I have been compiling notes and suitably thrilling links for a presentation on Web 2.0 technology this week. Looking through the new Curriculum document, and considering the overall spirit of it, I was endeavouring to make links between the themes of the semantic web – such as collaborate/communicate/contribute/community -and the Key Competencies. The five KCs are supposed to be the focus for schools’ conversations around implementation from 2008. Advancements in the role that the web can play can be referenced quite nicely against the KCs:
Managing Self: “..enterprising, resourceful, reliable and resilient…”
Relating to Others: “..interacting effectively with a diverse range of people in a variety of contexts..”
Participating and Contributing: “…active in local, national and global communities…”
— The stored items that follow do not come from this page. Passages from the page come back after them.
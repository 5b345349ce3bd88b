use std::path::PathBuf;

use tracing::{debug, info};

use crate::{
    classify::classify,
    config::{Injection, StrategyKind},
    error::InjectError,
    locator::ArtifactLocator,
    pointcut::Pointcut,
    strategy::{self, PatchStrategy},
    writer::ArtifactWriter,
};

/// Everything one run needs: where to look, where to write, what to patch.
/// Read-only for the duration of the run.
pub struct RunConfig {
    pub class_path: Vec<PathBuf>,
    pub output: PathBuf,
    pub strategy: StrategyKind,
    pub injections: Vec<Injection>,
}

/// Processes every injection strictly in configured order, failing fast on
/// the first error. Within an injection the single pointcut is applied
/// before the pointcut list, in list order.
pub fn execute(config: &RunConfig) -> Result<(), InjectError> {
    let mut locator = ArtifactLocator::new(config.class_path.clone());
    let writer = ArtifactWriter::new(config.output.clone());
    let strategy = strategy::build(config.strategy);
    debug!("patching with {} strategy", strategy.name());

    for injection in config.injections.iter() {
        apply_injection(injection, &mut locator, &writer, strategy.as_ref())?;
    }

    Ok(())
}

fn apply_injection(
    injection: &Injection,
    locator: &mut ArtifactLocator,
    writer: &ArtifactWriter,
    strategy: &dyn PatchStrategy,
) -> Result<(), InjectError> {
    let value = injection
        .value
        .as_deref()
        .ok_or_else(|| InjectError::NullInjectionValue(injection.to_string()))?;

    if let Some(target) = injection.pointcut.as_deref() {
        apply_pointcut(target, value, locator, writer, strategy)?;
    }

    if let Some(targets) = injection.pointcuts.as_ref() {
        for target in targets.iter() {
            apply_pointcut(target, value, locator, writer, strategy)?;
        }
    }

    Ok(())
}

fn apply_pointcut(
    target: &str,
    value: &str,
    locator: &mut ArtifactLocator,
    writer: &ArtifactWriter,
    strategy: &dyn PatchStrategy,
) -> Result<(), InjectError> {
    let pointcut = Pointcut::parse(target)?;

    info!("Injecting value '{}' into {}", value, target);

    let artifact = locator.load(&pointcut)?;

    let member = {
        let class = artifact.borrow();
        classify(class.class_file(), &pointcut)?
    };

    strategy.apply(&artifact, member, value, &pointcut, writer)
}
Thinking: “..actively seek, use, and create knowledge..”
Using language, symbols and texts: “..use language to produce texts of all kinds…confidently use ICT to access and provide information and to communicate with others..”
Mind you, while we may have the aspirations on one hand, there remain the twin challenges of out-dated modes of access {i.e. permission-heavy codes of conduct; computer suites you can only book for one lesson every thirteenth month when Year 13 are on study leave…] and ‘chalkface’ modes of teaching that still exist in certain pockets, where the notes are copied off the board and discussion equates with lack of control [“Sorry it’s been so noisy in here…”].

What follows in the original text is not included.